High glucose (HG)-mediated podocyte damage can be ameliorated by lncRNA HOXB3OS, and exosomes derived from adipose-derived mesenchymal stem cells (ADSCs-Exo) can ameliorate the progression of diabetic kidney disease (DKD) dependening on RNA. To investigate the mechanism by which HOXB3OS improves podocyte injury and the effects of engineered ADSCs-Exo with a high abundance of HOXB3OS on DKD progression, MPC5 cells stimulated with HG and db/db mice were used to develop a podocyte injury model and type II DKD mouse model, respectively. HOXB3OS expression and mRNA level of SIRT1 were detected by qRT-PCR. The protein content of SIRT1 and Ythdc2 was measured through WB, IHC, and IF assays. CCK-8 assay and flow cytometry assay were used to detect cell viability and apoptosis rate of MPC5 cells. RIP assay was used to investigate the binding capacity of Ythdc2 to HOXB3OS or SIRT1 mRNA. Albuminuria, renal function and glomerular structure were observed by kits and PAS, respectively. Consequently, we found that HOXB3OS combined with Ythdc2 and inhibited the binding of Ythdc2 to SIRT1 mRNA, hence inhibiting SIRT1 mRNA degradation. SIRT1 siRNA inhibited the effect of Ythdc2 siRNA on HOXB3OS knock-down or HG-induced podocyte injury.

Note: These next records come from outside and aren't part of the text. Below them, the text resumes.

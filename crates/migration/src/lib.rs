//! Migrator registering entity-specific migrations in dependency order.
//! Indexes are applied last.
pub use sea_orm_migration::prelude::*;

mod m20240101_000001_create_cliente;
mod m20240101_000002_create_prioridad;
mod m20240101_000003_create_categoria_producto;
mod m20240101_000004_create_pedido;
mod m20240101_000005_add_indexes;

pub struct Migrator;

#[async_trait::async_trait]
impl MigratorTrait for Migrator {
    fn migrations() -> Vec<Box<dyn MigrationTrait>> {
        vec![
            Box::new(m20240101_000001_create_cliente::Migration),
            Box::new(m20240101_000002_create_prioridad::Migration),
            Box::new(m20240101_000003_create_categoria_producto::Migration),
            Box::new(m20240101_000004_create_pedido::Migration),
            // Indexes should always be applied last
            Box::new(m20240101_000005_add_indexes::Migration),
        ]
    }
}
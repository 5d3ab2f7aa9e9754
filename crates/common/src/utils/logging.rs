use std::io;
use tracing_subscriber::{fmt, EnvFilter};

/// Initialize tracing subscriber with sensible defaults and stdout writer.
/// - Respects `RUST_LOG` if set
/// - Falls back to `info,tower_http=info,axum=info`
pub fn init_logging_default() {
    let env_filter = EnvFilter::try_from_default_env()
        .unwrap_or_else(|_| EnvFilter::new("info,tower_http=info,axum=info"));
    let _ = fmt()
        .with_env_filter(env_filter)
        .with_target(false)
        .compact()
        .with_writer(io::stdout)
        .try_init();
}

/// Initialize tracing subscriber with JSON structured output.
/// Service calls log at debug under `service`, so `RUST_LOG=info,service=debug`
/// shows every repository round trip.
pub fn init_logging_json() {
    let env_filter = EnvFilter::try_from_default_env()
        .unwrap_or_else(|_| EnvFilter::new("info,tower_http=info"));
    let _ = fmt()
        .with_env_filter(env_filter)
        .with_target(true)
        .json()
        .with_writer(io::stdout)
        .try_init();
}

/// Pick the subscriber from `LOG_FORMAT` (`json` or anything else for compact).
pub fn init_logging_from_env() {
    match std::env::var("LOG_FORMAT") {
        Ok(v) if v.eq_ignore_ascii_case("json") => init_logging_json(),
        _ => init_logging_default(),
    }
}
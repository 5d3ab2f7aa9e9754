use std::process::ExitCode;

use dotenvy::dotenv;
use tracing::{error, info};
use uuid::Uuid;

fn init_logging() {
    // .env first so RUST_LOG and LOG_FORMAT apply
    dotenv().ok();
    common::utils::logging::init_logging_from_env();
    info!(service = "tienda_facil", event = "logger_init", "tracing subscriber initialized");
}

fn main() -> ExitCode {
    init_logging();

    let service_id = Uuid::new_v4();
    let pid = std::process::id();
    let version = env!("CARGO_PKG_VERSION");

    std::panic::set_hook(Box::new(move |info| {
        error!(
            service = "tienda_facil",
            event = "panic",
            %service_id,
            pid,
            message = %info,
            "unhandled panic occurred"
        );
    }));

    let cfg = match configs::AppConfig::load_and_validate() {
        Ok(cfg) => cfg,
        Err(e) => {
            error!(service = "tienda_facil", event = "config_invalid", error = %e, "failed to load configuration");
            return ExitCode::FAILURE;
        }
    };

    let mut builder = tokio::runtime::Builder::new_multi_thread();
    builder.enable_all();
    if let Some(w) = cfg.server.worker_threads {
        builder.worker_threads(w);
    }
    let rt = match builder.build() {
        Ok(rt) => rt,
        Err(e) => {
            error!(service = "tienda_facil", event = "runtime_build_failed", error = %e, "failed to build tokio runtime");
            return ExitCode::FAILURE;
        }
    };

    info!(
        service = "tienda_facil",
        event = "start",
        %service_id,
        pid,
        version,
        threads = cfg.server.worker_threads.unwrap_or_default(),
        "server starting"
    );

    match rt.block_on(server::run(cfg)) {
        Ok(()) => {
            info!(service = "tienda_facil", event = "stop", %service_id, pid, "server stopped normally");
            ExitCode::SUCCESS
        }
        Err(e) => {
            error!(service = "tienda_facil", event = "run_failed", error = %e, "server exited with error");
            ExitCode::FAILURE
        }
    }
}
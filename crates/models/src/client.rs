use sea_orm::entity::prelude::*;
use serde::{Deserialize, Serialize};

use crate::errors::ModelError;

pub const PHONE_MAX: usize = 32;

#[derive(Clone, Debug, PartialEq, DeriveEntityModel, Serialize, Deserialize)]
#[sea_orm(table_name = "cliente")]
pub struct Model {
    #[sea_orm(primary_key)]
    pub id: i64,
    #[sea_orm(column_name = "nombre")]
    pub name: String,
    pub email: String,
    #[sea_orm(column_name = "telefono")]
    pub phone: Option<String>,
    #[sea_orm(column_name = "direccion")]
    pub address: Option<String>,
    #[sea_orm(column_name = "fecha_creacion")]
    pub created_at: DateTimeWithTimeZone,
    #[sea_orm(column_name = "fecha_modificacion")]
    pub updated_at: DateTimeWithTimeZone,
}

#[derive(Copy, Clone, Debug, EnumIter)]
pub enum Relation {
    Order,
}

impl RelationTrait for Relation {
    fn def(&self) -> RelationDef {
        match self { Relation::Order => Entity::has_many(crate::order::Entity).into() }
    }
}

impl Related<crate::order::Entity> for Entity {
    fn to() -> RelationDef { Relation::Order.def() }
}

impl ActiveModelBehavior for ActiveModel {}

pub fn validate_name(name: &str) -> Result<(), ModelError> {
    let trimmed = name.trim();
    if trimmed.is_empty() { return Err(ModelError::validation("name required")); }
    if trimmed.chars().count() > 128 { return Err(ModelError::validation("name must be at most 128 characters")); }
    Ok(())
}

pub fn validate_email(email: &str) -> Result<(), ModelError> {
    let email = email.trim();
    let Some((local, domain)) = email.split_once('@') else {
        return Err(ModelError::validation("invalid email"));
    };
    if local.is_empty() || domain.is_empty() || email.len() > 255 {
        return Err(ModelError::validation("invalid email"));
    }
    Ok(())
}

pub fn validate_phone(phone: Option<&str>) -> Result<(), ModelError> {
    if let Some(p) = phone {
        if p.chars().count() > PHONE_MAX {
            return Err(ModelError::validation(format!("phone must be at most {PHONE_MAX} characters")));
        }
    }
    Ok(())
}

pub fn validate_address(address: Option<&str>) -> Result<(), ModelError> {
    if let Some(a) = address {
        if a.chars().count() > 255 { return Err(ModelError::validation("address must be at most 255 characters")); }
    }
    Ok(())
}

ADSCs-Exo with a high content of HOXB3OS ameliorated HG-mediated podocyte damage and DKD progression. This suggests that engineered ADSCs-Exo with HOXB3OS can suppress Ythdc2-mediated SIRT1 mRNA degradation by disturbing the binding of Ythdc2 to SIRT1 mRNA as well as reverse SIRT1 down-regulation induced by HG, thereby ameliorating podocyte injury and DKD progression.